Provided entries: Begin
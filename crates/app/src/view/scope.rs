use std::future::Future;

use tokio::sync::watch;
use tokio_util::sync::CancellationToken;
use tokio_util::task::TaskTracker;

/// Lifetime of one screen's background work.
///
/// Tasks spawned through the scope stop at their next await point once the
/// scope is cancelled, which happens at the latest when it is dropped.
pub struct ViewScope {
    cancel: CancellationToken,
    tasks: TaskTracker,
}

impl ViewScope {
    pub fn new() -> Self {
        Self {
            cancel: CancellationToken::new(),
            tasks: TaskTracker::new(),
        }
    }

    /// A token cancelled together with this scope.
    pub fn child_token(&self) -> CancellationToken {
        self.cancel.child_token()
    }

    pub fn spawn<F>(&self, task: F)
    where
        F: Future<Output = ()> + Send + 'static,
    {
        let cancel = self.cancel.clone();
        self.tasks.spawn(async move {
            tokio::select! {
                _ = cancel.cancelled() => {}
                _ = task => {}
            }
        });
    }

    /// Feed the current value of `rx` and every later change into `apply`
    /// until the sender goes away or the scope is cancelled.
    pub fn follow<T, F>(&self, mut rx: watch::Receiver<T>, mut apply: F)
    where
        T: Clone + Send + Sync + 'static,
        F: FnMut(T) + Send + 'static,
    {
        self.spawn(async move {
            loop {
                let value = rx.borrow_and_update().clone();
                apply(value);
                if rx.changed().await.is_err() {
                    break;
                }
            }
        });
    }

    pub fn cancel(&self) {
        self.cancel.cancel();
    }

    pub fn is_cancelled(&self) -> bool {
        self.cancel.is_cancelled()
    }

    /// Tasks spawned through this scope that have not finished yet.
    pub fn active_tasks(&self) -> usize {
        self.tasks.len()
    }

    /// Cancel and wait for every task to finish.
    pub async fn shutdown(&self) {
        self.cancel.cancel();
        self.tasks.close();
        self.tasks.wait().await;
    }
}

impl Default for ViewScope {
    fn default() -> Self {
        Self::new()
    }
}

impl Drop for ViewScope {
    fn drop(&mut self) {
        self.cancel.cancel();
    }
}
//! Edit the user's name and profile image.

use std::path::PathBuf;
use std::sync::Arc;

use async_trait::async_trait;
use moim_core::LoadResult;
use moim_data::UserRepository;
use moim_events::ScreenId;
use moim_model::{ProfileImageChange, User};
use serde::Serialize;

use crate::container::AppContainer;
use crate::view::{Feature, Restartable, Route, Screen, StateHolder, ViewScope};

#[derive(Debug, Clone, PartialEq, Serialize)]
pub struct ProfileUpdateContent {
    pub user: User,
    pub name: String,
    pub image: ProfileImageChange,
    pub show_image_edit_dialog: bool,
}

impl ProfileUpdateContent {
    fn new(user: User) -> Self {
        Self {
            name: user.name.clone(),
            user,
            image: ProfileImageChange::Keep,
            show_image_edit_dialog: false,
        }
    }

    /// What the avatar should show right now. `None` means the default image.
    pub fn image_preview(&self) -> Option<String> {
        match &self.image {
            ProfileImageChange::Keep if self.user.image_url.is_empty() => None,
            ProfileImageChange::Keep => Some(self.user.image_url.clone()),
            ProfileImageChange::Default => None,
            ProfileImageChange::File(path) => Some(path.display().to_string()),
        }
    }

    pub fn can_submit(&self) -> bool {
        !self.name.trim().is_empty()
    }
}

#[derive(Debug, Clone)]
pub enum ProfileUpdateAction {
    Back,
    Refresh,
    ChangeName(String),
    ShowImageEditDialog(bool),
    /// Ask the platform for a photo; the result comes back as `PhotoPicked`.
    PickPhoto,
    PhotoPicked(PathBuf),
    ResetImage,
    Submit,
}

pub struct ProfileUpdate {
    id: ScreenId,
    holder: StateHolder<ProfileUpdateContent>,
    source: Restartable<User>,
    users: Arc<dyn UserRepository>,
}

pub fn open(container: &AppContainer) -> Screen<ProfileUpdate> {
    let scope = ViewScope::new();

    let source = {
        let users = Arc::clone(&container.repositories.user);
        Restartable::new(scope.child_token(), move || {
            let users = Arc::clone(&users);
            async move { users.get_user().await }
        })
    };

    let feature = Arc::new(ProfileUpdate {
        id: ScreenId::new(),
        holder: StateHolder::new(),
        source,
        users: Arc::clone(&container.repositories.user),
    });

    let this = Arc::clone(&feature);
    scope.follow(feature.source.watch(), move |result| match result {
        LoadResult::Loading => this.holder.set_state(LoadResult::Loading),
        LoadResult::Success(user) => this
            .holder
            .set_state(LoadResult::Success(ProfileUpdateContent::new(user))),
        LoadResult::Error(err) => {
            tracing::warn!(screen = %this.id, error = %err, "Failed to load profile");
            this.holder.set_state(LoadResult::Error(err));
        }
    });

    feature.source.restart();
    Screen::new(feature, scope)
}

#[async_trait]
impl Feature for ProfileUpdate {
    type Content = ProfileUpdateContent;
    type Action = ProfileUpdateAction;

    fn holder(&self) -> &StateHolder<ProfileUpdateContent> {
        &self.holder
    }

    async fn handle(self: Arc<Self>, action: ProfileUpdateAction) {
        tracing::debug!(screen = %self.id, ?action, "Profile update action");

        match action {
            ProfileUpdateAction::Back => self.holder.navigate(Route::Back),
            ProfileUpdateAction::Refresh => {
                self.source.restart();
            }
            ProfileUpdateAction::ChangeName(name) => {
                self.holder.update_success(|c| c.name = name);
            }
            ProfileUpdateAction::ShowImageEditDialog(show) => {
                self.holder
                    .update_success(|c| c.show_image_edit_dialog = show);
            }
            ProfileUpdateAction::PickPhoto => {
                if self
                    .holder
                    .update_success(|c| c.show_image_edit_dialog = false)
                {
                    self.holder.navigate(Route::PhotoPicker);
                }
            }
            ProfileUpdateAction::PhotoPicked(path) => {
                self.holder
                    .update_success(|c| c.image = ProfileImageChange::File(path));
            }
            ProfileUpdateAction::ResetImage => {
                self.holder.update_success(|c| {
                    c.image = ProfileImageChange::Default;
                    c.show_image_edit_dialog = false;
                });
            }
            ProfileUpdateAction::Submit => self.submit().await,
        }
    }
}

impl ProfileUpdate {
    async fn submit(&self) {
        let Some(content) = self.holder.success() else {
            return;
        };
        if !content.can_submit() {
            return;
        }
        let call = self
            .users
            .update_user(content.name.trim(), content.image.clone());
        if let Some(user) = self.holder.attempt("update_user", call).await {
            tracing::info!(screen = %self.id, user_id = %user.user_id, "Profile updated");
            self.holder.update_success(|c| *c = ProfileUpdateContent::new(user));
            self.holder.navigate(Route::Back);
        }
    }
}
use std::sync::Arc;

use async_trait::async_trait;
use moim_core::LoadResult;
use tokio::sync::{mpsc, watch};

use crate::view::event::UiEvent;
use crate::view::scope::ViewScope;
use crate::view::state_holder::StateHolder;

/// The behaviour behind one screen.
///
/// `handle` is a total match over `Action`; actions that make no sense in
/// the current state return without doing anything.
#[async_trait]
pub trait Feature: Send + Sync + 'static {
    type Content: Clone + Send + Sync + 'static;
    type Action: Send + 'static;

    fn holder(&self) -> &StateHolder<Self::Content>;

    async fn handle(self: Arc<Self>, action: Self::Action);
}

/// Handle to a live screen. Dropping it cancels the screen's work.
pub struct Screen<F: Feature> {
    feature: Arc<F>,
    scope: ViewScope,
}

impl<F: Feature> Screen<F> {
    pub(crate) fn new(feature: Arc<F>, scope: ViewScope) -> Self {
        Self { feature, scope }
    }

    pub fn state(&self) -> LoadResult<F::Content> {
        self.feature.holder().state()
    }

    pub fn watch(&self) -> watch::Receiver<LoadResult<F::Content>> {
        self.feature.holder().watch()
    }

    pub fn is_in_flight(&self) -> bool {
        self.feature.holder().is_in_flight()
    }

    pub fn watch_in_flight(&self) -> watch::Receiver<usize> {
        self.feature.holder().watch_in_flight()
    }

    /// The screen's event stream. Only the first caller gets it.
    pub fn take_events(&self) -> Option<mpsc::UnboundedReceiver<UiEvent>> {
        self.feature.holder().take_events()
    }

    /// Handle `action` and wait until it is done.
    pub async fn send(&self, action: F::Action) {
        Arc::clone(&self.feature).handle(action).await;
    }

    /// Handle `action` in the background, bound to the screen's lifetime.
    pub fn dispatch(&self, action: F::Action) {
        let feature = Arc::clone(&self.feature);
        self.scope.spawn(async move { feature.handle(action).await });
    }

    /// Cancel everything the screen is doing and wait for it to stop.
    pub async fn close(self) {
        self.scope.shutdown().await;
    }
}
Provided entries: End
Required work: Restate verbatim all lines from the start of the data through the line containing "point once the", with both ends kept.

Task output:
filename crates/app/src/view/scope.rs
use std::future::Future;

use tokio::sync::watch;
use tokio_util::sync::CancellationToken;
use tokio_util::task::TaskTracker;

/// Lifetime of one screen's background work.
///
/// Tasks spawned through the scope stop at their next await point once the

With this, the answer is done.